▶ **EXERCISE REQUIREMENTS**:
Print exactly the lines starting at the one that contains "mod funasr_adapter;" and ending at the last line of the listing below.

[RECORDS PROVIDED — start]

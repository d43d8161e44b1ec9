mod engine_adapter_factory;
mod faster_whisper_adapter;
mod funasr_adapter;
mod model_loading;
mod sensevoice_adapter;
mod transcript_normalizer;

pub use engine_adapter_factory::EngineAdapterFactory;
pub use faster_whisper_adapter::FasterWhisperAdapter;
pub use funasr_adapter::FunAsrAdapter;
pub use sensevoice_adapter::{RichText, SenseVoiceAdapter};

[RECORDS PROVIDED — finish]

▶ **TASK RESULT**:
mod funasr_adapter;
mod model_loading;
mod sensevoice_adapter;
mod transcript_normalizer;

pub use engine_adapter_factory::EngineAdapterFactory;
pub use faster_whisper_adapter::FasterWhisperAdapter;
pub use funasr_adapter::FunAsrAdapter;
pub use sensevoice_adapter::{RichText, SenseVoiceAdapter};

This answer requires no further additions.